(Stored items)
━━━━━━
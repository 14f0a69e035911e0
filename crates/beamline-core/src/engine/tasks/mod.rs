//! Computational passes run by a placement sequence.
//!
//! Each submodule exposes a `run` function taking a [`SequenceContext`](super::context::SequenceContext):
//! resolution derives the positions of one element about to be placed, and expansion
//! rebuilds the whole record list with drift fillers in its gaps.

pub mod expansion;
pub mod resolution;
━━━━━━
** PROBLEM DETAILS **
Every entry above should be transcribed exactly and in full.

** EXPECTED OUTPUT **
repository 14f0a69e035911e0
filename crates/beamline-core/src/engine/tasks/mod.rs
//! Computational passes run by a placement sequence.
//!
//! Each submodule exposes a `run` function taking a [`SequenceContext`](super::context::SequenceContext):
//! resolution derives the positions of one element about to be placed, and expansion
//! rebuilds the whole record list with drift fillers in its gaps.

pub mod expansion;
pub mod resolution;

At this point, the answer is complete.